Question 06 [2 marks]
What is the difference between a benign and a malignant tumour?
🌘 Answer
A benign tumour is a growth of abnormal cells contained in one area — it does not invade other tissues. A malignant tumour is cancerous — it invades neighbouring tissues and can spread to other parts of the body via the blood, forming secondary tumours (metastasis).
Question 07 [3 marks]
Describe how coronary heart disease develops and name two treatments.
🌘 Answer
Layers of fatty material (plaque) build up inside the coronary arteries, narrowing them. This reduces blood flow to the heart muscle, so it receives less oxygen. Treatments include stents (tubes placed inside arteries to hold them open) and statins (drugs that reduce blood cholesterol levels).
Question 08 [2 marks]
Explain what "correlation does not mean causation" means in the context of disease risk factors.
🌘 Answer
Just because two things appear to be linked in data (a correlation), it does not mean one causes the other. There could be other factors involved.

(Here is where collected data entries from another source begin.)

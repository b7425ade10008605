//! Replay of a recorded action log.

use std::fs;

use anyhow::{Context as _, Result};
use cart_core::action::{Action, ActionKind};

use super::ReplayArgs;
use crate::context::Context;

/// Run the replay command.
pub fn run(args: ReplayArgs, ctx: &Context) -> Result<()> {
    let path = ctx.resolve_path(&args.file);
    let content = fs::read_to_string(&path)
        .with_context(|| format!("Failed to read action log: {}", path.display()))?;
    let actions = parse_log(&content)
        .with_context(|| format!("Failed to parse action log: {}", path.display()))?;

    let unrecognized = actions
        .iter()
        .filter(|a| a.kind() == ActionKind::Unrecognized)
        .count();
    if unrecognized > 0 {
        ctx.output.warn(&format!("{} unrecognized action(s) will be ignored", unrecognized));
    }

    ctx.output.debug(&format!("Replaying {} action(s)", actions.len()));
    let mut store = ctx.store();
    let cart = store.dispatch_all(actions);

    ctx.output.cart(cart);
    Ok(())
}

/// Parse a JSON array of wire-format actions.
fn parse_log(content: &str) -> Result<Vec<Action>> {
    Ok(serde_json::from_str(content)?)
}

Scientists need to find a causal mechanism (how one thing actually leads to the other) before confirming a risk factor causes a disease.
Question 09 [2 marks]
Give two ways in which communicable and non-communicable diseases can interact.
🌘 Answer
Any two from: HPV (a virus) can trigger changes in cells that lead to cervical cancer. Immune reactions from infections can trigger allergies. Having HIV (which attacks the immune system) makes the body more vulnerable to other infections. A poor diet weakens the immune system, increasing susceptibility to communicable diseases.
Question 10 [2 marks]
Rose black spot is a plant disease. How is it spread, and how does it affect the plant?
🌘 Answer
Rose black spot is spread by wind or water carrying fungal spores. It causes purple/black spots on leaves, which then turn yellow and drop off. This means the plant has fewer leaves, reducing photosynthesis and therefore growth.